◆ About this task: Among the entries below, how many lines have the word "PaginationParams"? Answer only with the number.

Stored items:

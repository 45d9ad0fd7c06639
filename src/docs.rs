// src/docs.rs

use crate::common::pagination::{PaginatedResponse, PaginationParams};
use crate::handlers;
use crate::models;
use utoipa::OpenApi;
use utoipa::openapi::security::{Http, HttpAuthScheme, SecurityScheme};

#[derive(OpenApi)]
#[openapi(
    paths(
        // --- Auth ---
        handlers::auth::register,
        handlers::auth::login,
        handlers::auth::user_login,

        // --- Cursos ---
        handlers::cursos::create,
        handlers::cursos::find_all,
        handlers::cursos::find_one,
        handlers::cursos::update,
        handlers::cursos::remove,

        // --- Disciplinas ---
        handlers::disciplinas::create,
        handlers::disciplinas::find_all,
        handlers::disciplinas::find_one,
        handlers::disciplinas::update,
        handlers::disciplinas::remove,

        // --- Turmas ---
        handlers::turmas::create,
        handlers::turmas::find_all,
        handlers::turmas::find_one,
        handlers::turmas::update,
        handlers::turmas::remove,

        // --- Professores ---
        handlers::professores::create,
        handlers::professores::find_all,
        handlers::professores::find_one,
        handlers::professores::update,
        handlers::professores::remove,

        // --- Alunos ---
        handlers::alunos::create,
        handlers::alunos::find_all,
        handlers::alunos::find_one,
        handlers::alunos::update,
        handlers::alunos::remove,

        // --- Users ---
        handlers::users::create,
        handlers::users::find_all,
        handlers::users::find_one,
        handlers::users::find_one_by_email,
        handlers::users::update,
        handlers::users::update_by_email,
        handlers::users::remove,
        handlers::users::remove_by_email,
    ),
    components(
        schemas(
            // --- Auth ---
            models::admin::Admin,
            models::admin::RegisterAdminPayload,
            models::auth::LoginPayload,
            models::auth::TokenResponse,

            // --- Users ---
            models::user::Role,
            models::user::User,
            models::user::CreateUserPayload,
            models::user::UpdateUserPayload,

            // --- Cursos ---
            models::curso::Curso,
            models::curso::CursoComDisciplinas,
            models::curso::CreateCursoPayload,
            models::curso::UpdateCursoPayload,

            // --- Disciplinas ---
            models::disciplina::Disciplina,
            models::disciplina::CreateDisciplinaPayload,
            models::disciplina::UpdateDisciplinaPayload,

            // --- Turmas ---
            models::turma::Turno,
            models::turma::Modalidade,
            models::turma::Turma,
            models::turma::CreateTurmaPayload,
            models::turma::UpdateTurmaPayload,

            // --- Professores ---
            models::professor::Professor,
            models::professor::CreateProfessorPayload,
            models::professor::UpdateProfessorPayload,

            // --- Alunos ---
            models::aluno::Aluno,
            models::aluno::CreateAlunoPayload,
            models::aluno::UpdateAlunoPayload,

            // --- Paginação ---
            PaginationParams,
            PaginatedResponse<models::curso::CursoComDisciplinas>,
            PaginatedResponse<models::disciplina::Disciplina>,
            PaginatedResponse<models::turma::Turma>,
            PaginatedResponse<models::professor::Professor>,
            PaginatedResponse<models::aluno::Aluno>,
            PaginatedResponse<models::user::User>,
        )
    ),
    tags(
        (name = "Auth", description = "Autenticação e Registro"),
        (name = "Cursos", description = "Gestão de Cursos"),
        (name = "Disciplinas", description = "Gestão de Disciplinas"),
        (name = "Turmas", description = "Gestão de Turmas"),
        (name = "Professores", description = "Gestão de Professores"),
        (name = "Alunos", description = "Gestão de Alunos"),
        (name = "Users", description = "Contas de Usuário (self-or-admin)")
    ),
    modifiers(&SecurityAddon)
)]
pub struct ApiDoc;

struct SecurityAddon;

impl utoipa::Modify for SecurityAddon {
    fn modify(&self, openapi: &mut utoipa::openapi::OpenApi) {
        let components = openapi.components.get_or_insert_with(Default::default);
        components.add_security_scheme("api_jwt", SecurityScheme::Http(Http::new(HttpAuthScheme::Bearer)));
    }
}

◆ Answer to the problem: 2